*Your task*.
Starting at the first line of the records below, transcribe each line exactly, ending with the line that contains "a computed field.".

(Supplied data begins)

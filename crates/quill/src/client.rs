use crate::{
    crud::{Crud, Operation},
    db::{Connect, Pool, PoolConfig},
    dialect::{self, Dialect},
    exec::Executor,
    query::QueryBuilder,
    result::ResultProcessor,
    shape::{ResultShape, Shape},
    ComputedContext, NameMapper, Options, QueryPlugin, Validator,
};

use quill_core::{
    driver::{operation::RawSql, Driver, Rows},
    stmt::{self, Expr},
    Error, Result, Schema, Value,
};

use indexmap::IndexMap;
use std::sync::Arc;

/// Configures and creates a [`Client`].
#[derive(Default)]
pub struct Builder {
    schema: Option<Schema>,
    options: Options,
    plugins: Vec<Arc<dyn QueryPlugin>>,
    pool: PoolConfig,
}

/// Runs model operations against one database.
///
/// Cloning is cheap; clones share the schema, the validator's rule cache and
/// the connection pool.
#[derive(Clone)]
pub struct Client {
    shared: Arc<Shared>,
}

struct Shared {
    schema: Arc<Schema>,
    options: Options,
    dialect: Arc<dyn Dialect>,

    /// User plugins in registration order, then the name mapper
    plugins: Vec<Arc<dyn QueryPlugin>>,

    validator: Validator,
    pool: Pool,
}

/// Operations on one model.
#[derive(Clone, Copy)]
pub struct ModelClient<'a> {
    client: &'a Client,
    model: &'a str,
}

impl Builder {
    pub fn schema(&mut self, schema: Schema) -> &mut Self {
        self.schema = Some(schema);
        self
    }

    /// Leaves `model.field` out of results unless a query selects it.
    pub fn omit(&mut self, model: impl Into<String>, field: impl Into<String>) -> &mut Self {
        self.options.omit(model, field);
        self
    }

    /// Provides the SQL expression of a computed field.
    pub fn computed_field(
        &mut self,
        model: impl Into<String>,
        field: impl Into<String>,
        f: impl Fn(&ComputedContext<'_>) -> Expr + Send + Sync + 'static,
    ) -> &mut Self {
        self.options.computed_field(model, field, f);
        self
    }

    pub fn plugin(&mut self, plugin: impl QueryPlugin) -> &mut Self {
        self.plugins.push(Arc::new(plugin));
        self
    }

    pub fn max_connections(&mut self, max: usize) -> &mut Self {
        self.pool.max_size = max;
        self
    }

    /// Connects to the database `url` points at.
    pub async fn connect(&mut self, url: &str) -> Result<Client> {
        self.build(Connect::new(url)?)
    }

    pub fn build(&mut self, driver: impl Driver) -> Result<Client> {
        let schema = self
            .schema
            .take()
            .ok_or_else(|| Error::config("a schema is required to build a client"))?
            .build()?;

        let schema = Arc::new(schema);
        let mut plugins = std::mem::take(&mut self.plugins);
        plugins.push(Arc::new(NameMapper::new(schema.clone())));

        tracing::debug!(
            provider = schema.provider.name(),
            models = schema.models.len(),
            plugins = plugins.len(),
            "building client"
        );

        Ok(Client {
            shared: Arc::new(Shared {
                dialect: dialect::for_provider(schema.provider),
                validator: Validator::new(schema.clone()),
                pool: Pool::new(driver, self.pool.clone())?,
                options: std::mem::take(&mut self.options),
                plugins,
                schema,
            }),
        })
    }
}

impl Client {
    pub fn builder() -> Builder {
        Builder::default()
    }

    pub fn schema(&self) -> &Arc<Schema> {
        &self.shared.schema
    }

    pub fn model<'a>(&'a self, model: &'a str) -> ModelClient<'a> {
        ModelClient { client: self, model }
    }

    /// Validates `args`, then runs `operation` on its own pooled connection.
    pub async fn run(&self, model: &str, operation: Operation, args: impl Into<Value>) -> Result<Value> {
        let args = args.into();
        let shared = &*self.shared;

        shared.validator.validate(model, operation, &args)?;

        let connection = shared.pool.get().await?;
        let exec = Executor::new(connection, &shared.plugins);
        let builder = QueryBuilder::new(&shared.schema, &*shared.dialect, &shared.options);
        let processor = ResultProcessor::new(&shared.schema, &*shared.dialect);

        Crud::new(&shared.schema, builder, processor, exec)
            .run(model, operation, &args)
            .await
    }

    /// The shape of what `operation` returns for `args`.
    pub fn shape(&self, model: &str, operation: Operation, args: &Value) -> Result<Shape> {
        ResultShape::of_operation(&self.shared.schema, &self.shared.options, operation, model, args)
    }

    /// Runs a statement written in the provider's SQL, returning the number
    /// of affected rows.
    pub async fn execute_raw(&self, sql: &str, params: Vec<Value>) -> Result<u64> {
        let response = self.raw(sql, params, false).await?;
        match response.rows {
            Rows::Count(count) => Ok(count),
            Rows::Values(rows) => Ok(rows.rows.len() as u64),
        }
    }

    /// Runs a query written in the provider's SQL, returning one object per
    /// row keyed by column name.
    pub async fn query_raw(&self, sql: &str, params: Vec<Value>) -> Result<Vec<Value>> {
        let response = self.raw(sql, params, true).await?;
        let Rows::Values(rows) = response.rows else {
            return Err(Error::internal("raw query returned a count instead of rows"));
        };

        Ok(rows
            .rows
            .into_iter()
            .map(|row| {
                let object: IndexMap<String, Value> = rows
                    .columns
                    .iter()
                    .cloned()
                    .zip(row.into_iter().map(raw_output))
                    .collect();
                Value::Object(object)
            })
            .collect())
    }

    async fn raw(&self, sql: &str, params: Vec<Value>, returns_rows: bool) -> Result<quill_core::driver::Response> {
        tracing::debug!(sql, params = params.len(), "running raw sql");

        let params = params.into_iter().map(raw_input).collect::<Result<Vec<_>>>()?;
        let connection = self.shared.pool.get().await?;
        let mut exec = Executor::new(connection, &self.shared.plugins);
        exec.raw(RawSql {
            sql: sql.to_string(),
            params,
            returns_rows,
        })
        .await
    }
}

impl std::fmt::Debug for Client {
    fn fmt(&self, f: &mut std::fmt::Formatter<'_>) -> std::fmt::Result {
        f.debug_struct("Client")
            .field("provider", &self.shared.schema.provider)
            .field("options", &self.shared.options)
            .field("plugins", &self.shared.plugins)
            .finish_non_exhaustive()
    }
}

/// Raw parameters carry no field type, so values bind as they are.
fn raw_input(value: Value) -> Result<stmt::Value> {
    Ok(match value {
        Value::Null | Value::DbNull | Value::JsonNull => stmt::Value::Null,
        Value::Bool(v) => stmt::Value::Bool(v),
        Value::Int(v) | Value::BigInt(v) => stmt::Value::I64(v),
        Value::Float(v) => stmt::Value::F64(v),
        Value::Decimal(v) => stmt::Value::Decimal(v),
        Value::String(v) => stmt::Value::String(v),
        Value::DateTime(v) => stmt::Value::DateTime(v),
        Value::Bytes(v) => stmt::Value::Bytes(v),
        Value::Json(v) => stmt::Value::Json(v),
        value @ Value::Object(_) => stmt::Value::Json(value.to_json()),
        Value::List(items) => stmt::Value::List(items.into_iter().map(raw_input).collect::<Result<_>>()?),
        Value::AnyNull => {
            return Err(Error::invalid_input(
                "",
                "executeRaw",
                vec![quill_core::Violation::new("params", "`AnyNull` can only be used in filters")],
            ))
        }
    })
}

fn raw_output(value: stmt::Value) -> Value {
    match value {
        stmt::Value::Null => Value::Null,
        stmt::Value::Bool(v) => Value::Bool(v),
        stmt::Value::I64(v) => Value::Int(v),
        stmt::Value::F64(v) => Value::Float(v),
        stmt::Value::String(v) => Value::String(v),
        stmt::Value::Bytes(v) => Value::Bytes(v),
        stmt::Value::Decimal(v) => Value::Decimal(v),
        stmt::Value::DateTime(v) => Value::DateTime(v),
        stmt::Value::Json(v) => Value::Json(v),
        stmt::Value::List(items) => Value::List(items.into_iter().map(raw_output).collect()),
    }
}

macro_rules! operations {
    ( $( $(#[$attr:meta])* $name:ident => $operation:ident; )* ) => {
        impl ModelClient<'_> {
            $(
                $(#[$attr])*
                pub async fn $name(&self, args: impl Into<Value>) -> Result<Value> {
                    self.client.run(self.model, Operation::$operation, args).await
                }
            )*
        }
    };
}

operations! {
    /// The row matching a unique filter, or `null`.
    find_unique => FindUnique;
    find_unique_or_throw => FindUniqueOrThrow;
    /// The first matching row, or `null`.
    find_first => FindFirst;
    find_first_or_throw => FindFirstOrThrow;
    find_many => FindMany;
    /// `true` if any row matches.
    exists => Exists;
    create => Create;
    /// Inserts rows without reading them back; returns `{ count }`.
    create_many => CreateMany;
    create_many_and_return => CreateManyAndReturn;
    update => Update;
    update_many => UpdateMany;
    update_many_and_return => UpdateManyAndReturn;
    upsert => Upsert;
    delete => Delete;
    delete_many => DeleteMany;
    count => Count;
    aggregate => Aggregate;
    group_by => GroupBy;
}

impl ModelClient<'_> {
    pub fn name(&self) -> &str {
        self.model
    }

    /// The shape of what `operation` returns for `args` on this model.
    pub fn shape(&self, operation: Operation, args: impl Into<Value>) -> Result<Shape> {
        self.client.shape(self.model, operation, &args.into())
    }
}

#[cfg(test)]
mod tests {
    use super::*;

    #[test]
    fn raw_params_bind_untyped() {
        let object = Value::from(serde_json::json!({ "a": 1 }));
        assert_eq!(raw_input(object).unwrap(), stmt::Value::Json(serde_json::json!({ "a": 1 })));
        assert_eq!(raw_input(Value::BigInt(7)).unwrap(), stmt::Value::I64(7));
        assert_eq!(raw_input(Value::DbNull).unwrap(), stmt::Value::Null);
        assert!(raw_input(Value::AnyNull).unwrap_err().is_invalid_input());
    }

    #[test]
    fn building_requires_a_schema() {
        let err = Client::builder().build(quill_driver_sqlite::Sqlite::in_memory()).unwrap_err();
        assert!(err.is_config(), "{err}");
    }
}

(Supplied data ends)

*Answer box*.
filename crates/quill/src/client.rs
use crate::{
    crud::{Crud, Operation},
    db::{Connect, Pool, PoolConfig},
    dialect::{self, Dialect},
    exec::Executor,
    query::QueryBuilder,
    result::ResultProcessor,
    shape::{ResultShape, Shape},
    ComputedContext, NameMapper, Options, QueryPlugin, Validator,
};

use quill_core::{
    driver::{operation::RawSql, Driver, Rows},
    stmt::{self, Expr},
    Error, Result, Schema, Value,
};

use indexmap::IndexMap;
use std::sync::Arc;

/// Configures and creates a [`Client`].
#[derive(Default)]
pub struct Builder {
    schema: Option<Schema>,
    options: Options,
    plugins: Vec<Arc<dyn QueryPlugin>>,
    pool: PoolConfig,
}

/// Runs model operations against one database.
///
/// Cloning is cheap; clones share the schema, the validator's rule cache and
/// the connection pool.
#[derive(Clone)]
pub struct Client {
    shared: Arc<Shared>,
}

struct Shared {
    schema: Arc<Schema>,
    options: Options,
    dialect: Arc<dyn Dialect>,

    /// User plugins in registration order, then the name mapper
    plugins: Vec<Arc<dyn QueryPlugin>>,

    validator: Validator,
    pool: Pool,
}

/// Operations on one model.
#[derive(Clone, Copy)]
pub struct ModelClient<'a> {
    client: &'a Client,
    model: &'a str,
}

impl Builder {
    pub fn schema(&mut self, schema: Schema) -> &mut Self {
        self.schema = Some(schema);
        self
    }

    /// Leaves `model.field` out of results unless a query selects it.
    pub fn omit(&mut self, model: impl Into<String>, field: impl Into<String>) -> &mut Self {
        self.options.omit(model, field);
        self
    }

    /// Provides the SQL expression of a computed field.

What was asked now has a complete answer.